The change in pressure over time during various diagnostic tests may be used to determine various characteristics of the wellbore. For example, the tool 100 and coiled tubing 5 connected to a pump 8 and pressure sensor 6 may provide information about different flow regimes of the reservoir. It is generally understood by one of ordinary skill in the art that a hydraulically fractured producing well has at least three dominant flow regimes. One flow regime is the initial radial flow which is driven by the quasi-infinite conductivity and volume created artificially by the fracture. The initial radial flow regime may represent the volume created by the fracture to the stimulated permeability of the formation. Another flow regime is the linear flow driven by intrinsic permeability of the reservoir reaching through the fracture surface with the reservoir volume until it reaches the pressure front from an adjacent fracture. Yet another flow regime is the flow when the pressure drop disturbance reaches the top and bottom boundaries of the reservoir.

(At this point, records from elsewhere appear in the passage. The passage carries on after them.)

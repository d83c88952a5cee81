//! # Retry: Fee Replacement
//!
//! A transaction stuck in the pending pool is replaced by sending another
//! one with the same nonce and a higher gas price. The caller only supplies
//! the new price; everything else comes from the ledger record, so the
//! replacement cannot drift from what was originally authorized and sent.
//!
//! The replacement is still a brand-new signature, so it goes through the
//! policy like any other transaction.
//!
//! ## Accepted payloads
//!
//! ```text
//! [{"op": "replace", "path": "/gasPrice", "value": "2"}]     JSON Patch, one operation
//! {"hash": "0x…", "gasPrice": "2"}                            plain object
//! ```
//!
//! The hash comes from the URL, the body, or both (they must agree). Any
//! other operation or path is rejected before anything is looked up.

use serde::Deserialize;
use serde_json::Value;
use tracing::{error, info};

use crate::error::{GatewayError, GatewayResult};
use crate::gateway::{Gateway, CREATE_LABEL};
use crate::ledger::normalize_hash;
use crate::transaction::{parse_gas_price, UnsignedTransaction};

const SUPPORTED_OP: &str = "replace";
const SUPPORTED_PATH: &str = "/gasPrice";

// ---------------------------------------------------------------------------
// Request
// ---------------------------------------------------------------------------

/// A validated fee replacement.
#[derive(Debug, Clone, PartialEq, Eq)]
pub struct RetryRequest {
    /// Current hash of the record, normalized.
    pub hash: String,
    pub gas_price: u128,
}

#[derive(Deserialize)]
#[serde(untagged)]
enum RetryPayload {
    Patch(Vec<PatchOperation>),
    Replace(RetryObject),
}

#[derive(Deserialize)]
struct PatchOperation {
    op: String,
    path: String,
    #[serde(default)]
    value: Value,
}

#[derive(Deserialize)]
#[serde(rename_all = "camelCase", deny_unknown_fields)]
struct RetryObject {
    #[serde(default)]
    hash: Option<String>,
    gas_price: Value,
}

fn unsupported() -> GatewayError {
    GatewayError::Validation("only replacing gasPrice is supported".into())
}

/// Gas prices arrive as decimal strings or plain JSON integers. A JSON
/// integer only carries up to `u64::MAX`; larger prices must be strings,
/// which reach the full `u128` range.
fn gas_price_from(value: &Value) -> GatewayResult<u128> {
    match value {
        Value::String(s) => parse_gas_price(s),
        Value::Number(n) => match n.as_u64() {
            Some(price) => Ok(u128::from(price)),
            None if n.as_f64().is_some_and(|f| f >= u64::MAX as f64) => {
                Err(GatewayError::Validation(format!(
                    "gasPrice {n} is above {} and must be sent as a decimal string",
                    u64::MAX
                )))
            }
            None => Err(GatewayError::Validation(format!("invalid gasPrice: {n}"))),
        },
        _ => Err(GatewayError::Validation(
            "couldn't convert gasPrice to a non-negative integer".into(),
        )),
    }
}

fn validate_hash(raw: &str) -> GatewayResult<String> {
    let hash = normalize_hash(raw);
    let digits = &hash[2..];
    if digits.len() != 64 || !digits.bytes().all(|b| b.is_ascii_hexdigit()) {
        return Err(GatewayError::Validation(format!("invalid transaction hash: {raw:?}")));
    }
    Ok(hash)
}

impl RetryRequest {
    pub fn new(hash: &str, gas_price: u128) -> GatewayResult<Self> {
        Ok(Self {
            hash: validate_hash(hash)?,
            gas_price,
        })
    }

    /// Parses a retry body. `path_hash` is the hash named by the URL, if any.
    pub fn from_json(path_hash: Option<&str>, body: &[u8]) -> GatewayResult<Self> {
        let payload: RetryPayload = serde_json::from_slice(body).map_err(|_| unsupported())?;

        let (body_hash, gas_price) = match payload {
            RetryPayload::Patch(ops) => match ops.as_slice() {
                [op] if op.op == SUPPORTED_OP && op.path == SUPPORTED_PATH => {
                    (None, gas_price_from(&op.value)?)
                }
                _ => return Err(unsupported()),
            },
            RetryPayload::Replace(object) => (object.hash, gas_price_from(&object.gas_price)?),
        };

        let hash = match (path_hash, body_hash.as_deref()) {
            (Some(path), Some(body)) if normalize_hash(path) != normalize_hash(body) => {
                return Err(GatewayError::Validation(
                    "hash in URL and body disagree".into(),
                ))
            }
            (Some(hash), _) | (None, Some(hash)) => hash,
            (None, None) => {
                return Err(GatewayError::Validation("missing transaction hash".into()))
            }
        };

        Self::new(hash, gas_price)
    }
}

// ---------------------------------------------------------------------------
// Coordinator
// ---------------------------------------------------------------------------

impl Gateway {
    /// Replaces the recorded transaction's gas price and resends it under the
    /// same nonce. Returns the new hash.
    pub async fn retry(&self, request: &RetryRequest) -> GatewayResult<String> {
        let record = self.ledger.lookup(&request.hash).await?;

        let tx = UnsignedTransaction {
            nonce: record.nonce,
            to: record.to,
            value: record.value,
            gas_limit: record.gas,
            gas_price: request.gas_price,
            data: record.data.clone(),
        };

        self.authorize(&tx).await?;
        let signed = self.sign_and_send(&tx).await?;

        let updated = record.replaced_by(&signed);
        self.ledger.update(&updated).await.map_err(|e| {
            error!(
                nonce = tx.nonce,
                hash = %updated.hash,
                replaced = %record.hash,
                error = %e,
                "replacement sent but not recorded"
            );
            GatewayError::Internal(format!("ledger update failed: {e}"))
        })?;

        info!(
            nonce = tx.nonce,
            to = tx.to_checksummed().as_deref().unwrap_or(CREATE_LABEL),
            value = %tx.value,
            gas = tx.gas_limit,
            gas_price = tx.gas_price,
            hash = %updated.hash,
            replaced = %record.hash,
            "transaction replaced"
        );
        Ok(updated.hash)
    }
}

A transient pressure analysis of the near wellbore pressure of the isolated production zone 10 can potentially provide information on the characteristics of a stimulated reservoir volume in a short period of time. The coiled tubing 5 and port 131 in the downhole tool 100 provide a conduit from the surface to determine the transient near wellbore pressure. An analysis of the transient pressure analysis may provide reservoir and boundary information. A transient pressure analysis using an isolation tool 100 connected to coiled tubing 5, also referred to as the disclosed system, may be used for pre-fracture diagnostics, monitoring the reservoir during a fracturing or re-fracturing process, and/or monitoring the reservoir for a post fracture, or re-fracturing, evaluation. Monitoring the near wellbore pressure using the disclosed system may identify any skin factor on a fracture. During a re-fracture operation, the disclosed system may help to diagnose if a decline in production is mainly due to reservoir depletion of whether the decline in production is due to reduced conductivity by closing of the fracture, fine filling, formation damage, etc. The disclosed system may help re-fracture for previously fractured location to stimulate the fracture by increasing conductivity, increasing fracture length, increasing fracture width, and/or opening a new fracture in an undisturbed formation.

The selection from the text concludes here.